萧珣眼神更冷,没有回应秦朗,只是对陈庆吩咐:“送辛小姐回营帐休息,传太医。”说完,他不再看辛久薇一眼,翻身上马,带着一身凛冽的寒气,策马朝着围猎场深处而去,显然是去追查野猪发狂的源头。
辛久薇被辛葵和陈庆扶上马,送回营帐。太医很快赶来,检查后确认只是轻微扭伤,敷上药膏,叮嘱静养。
营帐内只剩下辛久薇和辛葵。
“小姐,您没事吧?”辛葵看着辛久薇依旧泛红的脸颊和有些失神的目光,担忧地问。
辛久薇靠在软榻上,脚踝处敷着药膏,传来阵阵清凉。她抬起手,指尖无意识地抚过刚才被萧珣握过的脚踝位置,那里似乎还残留着一丝灼热的触感。脑海中不受控制地回放着萧珣扑救她时那决绝的身影,回放着他半跪在地、握着她脚踝检查时那专注而强势的眼神,还有那一声不容置疑的“别动”。
“没事。”辛久薇的声音有些飘忽,她强迫自己冷静下来,将那些混乱的画面压下去。这只是意外,只是契约。他救她,是因为她还有用;他检查伤势,是不想棋子提前报废;他那强势的态度,是他一贯的控制欲作祟。
她不断在心里重复着这些冰冷的理由,试图驱散心头那丝不该有的悸动。然而,萧珣那强健臂膀的触感,他胸膛剧烈的心跳,他掌心灼热的温度,还有他眼神中那一闪而过的、近乎焦躁的关切……这些细节,却如同烙印般清晰,顽固地冲击着她筑起的冰墙。
“让人盯着点外面的动静,”辛久薇闭上眼,声音恢复了惯常的冷静,带着一丝疲惫,“尤其是……那位秦小将军。”
“是。”辛葵应道,看着自家小姐闭目养神却微微颤抖的睫毛,心中若有所思。有些东西,似乎真的不一样了。

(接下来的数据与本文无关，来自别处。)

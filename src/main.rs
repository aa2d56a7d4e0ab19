use anyhow::Context;
use clap::Parser;
use log::{info, warn};
use pybridge::config::{Config, SessionMode};
use pybridge::daemon::Daemon;
use pybridge::dap::tracer::FileTracer;
use pybridge::engine::into_handle;
use pybridge::engine::nodebug::NoDebugEngine;
use pybridge::socket::Address;
use std::path::PathBuf;
use std::sync::Arc;

#[derive(Parser, Debug)]
#[command(author, version, about, long_about = None)]
struct Args {
    /// Host to listen on (server mode) or to connect to (client mode)
    #[clap(long, env = "PYBRIDGE_HOST")]
    host: Option<String>,

    /// Port to listen on (server mode) or to connect to (client mode)
    #[clap(long, env = "PYBRIDGE_PORT")]
    port: Option<u16>,

    /// Connect to a listening editor instead of waiting for it
    #[clap(long, conflicts_with = "multi_session")]
    client: bool,

    /// Serve editor connections one after another until the process is killed
    #[clap(long)]
    multi_session: bool,

    /// Wait for Enter before exit, `normal`, `abnormal` or `always`
    #[clap(long, value_parser = ["normal", "abnormal", "always"])]
    wait: Option<String>,

    /// Configuration file (default: ~/.config/pybridge/config.toml)
    #[clap(long)]
    config: Option<PathBuf>,

    /// Write diagnostics into this file instead of stderr
    #[clap(long)]
    log_file: Option<PathBuf>,

    /// Trace DAP traffic into the log file. Requires --log-file.
    #[clap(long)]
    trace_dap: bool,

    /// Python interpreter (default: python3 from PATH)
    #[clap(long)]
    python: Option<PathBuf>,

    /// Program to run
    program: PathBuf,

    /// Program arguments
    #[clap(trailing_var_arg = true, allow_hyphen_values = true)]
    args: Vec<String>,
}

impl Args {
    fn apply(&self, mut config: Config) -> Config {
        if let Some(host) = &self.host {
            config.host = host.clone();
        }
        if let Some(port) = self.port {
            config.port = port;
        }
        if self.multi_session {
            config.session_mode = SessionMode::Multi;
        }
        match self.wait.as_deref() {
            Some("normal") => config.wait_on_normal_exit = true,
            Some("abnormal") => config.wait_on_abnormal_exit = true,
            Some("always") => {
                config.wait_on_normal_exit = true;
                config.wait_on_abnormal_exit = true;
            }
            _ => {}
        }
        if self.python.is_some() {
            config.python = self.python.clone();
        }
        config
    }
}

fn run(args: Args) -> anyhow::Result<i32> {
    let config = args.apply(Config::load(args.config.as_deref())?);

    let engine = NoDebugEngine::new(config.python.as_deref(), &args.program, &args.args)?
        .with_redirect_output(config.redirect_output);
    let mut daemon = Daemon::new(into_handle(engine), config.clone());

    match (&args.log_file, args.trace_dap) {
        (Some(path), true) => daemon = daemon.with_observer(Arc::new(FileTracer::new(path)?)),
        (None, true) => warn!(target: "pybridge", "--trace-dap requires --log-file; tracing disabled"),
        _ => {}
    }

    if args.client {
        let addr = Address::as_client(&config.host, config.port)?;
        let session = daemon.start_client(&addr)?;
        if let Err(e) = session.wait() {
            warn!(target: "pybridge", "session ended with error: {e:#}");
        }
        session.end(pybridge::EndReason::ChannelClosed);
    } else {
        let addr = Address::as_server(&config.host, config.port);
        let listener = daemon.start_server(&addr)?;
        info!(target: "pybridge", "listening on {}", listener.local_addr());
        listener.serve().context("serve editor sessions")?;
    }

    daemon.finish();
    Ok(daemon.exit_code())
}

fn main() -> anyhow::Result<()> {
    let args = Args::parse();
    pybridge::log::init(args.log_file.as_deref())?;
    let code = run(args)?;
    std::process::exit(code);
}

营帐内弥漫着淡淡的草药气息。太医离开后,辛久薇靠坐在软榻上,脚踝处的药膏带来持续的清凉感,却无法平息内心的波澜。辛葵无声地退了出去,守在帐外。
辛久薇闭上眼,试图理清思绪。野猪的袭击绝非偶然。那狂暴的姿态,秦朗的猜测——“喂了刺激性药物”,都指向一场精心策划的杀局。目标是她。二皇子萧灼?永嘉的余党?还是……祁淮予借他人之手?无论主使者是谁,手段都愈发阴狠毒辣。
她睁开眼,目光落在营帐角落那只巨大的野猪獠牙上。那是陈庆在她敷药时送来的,说是殿下的意思。辛久薇看着那森白尖锐的凶器,心中并无感激,只有一片冰冷。萧珣留下这獠牙,是警告?还是……让她记住这份“救命之恩”?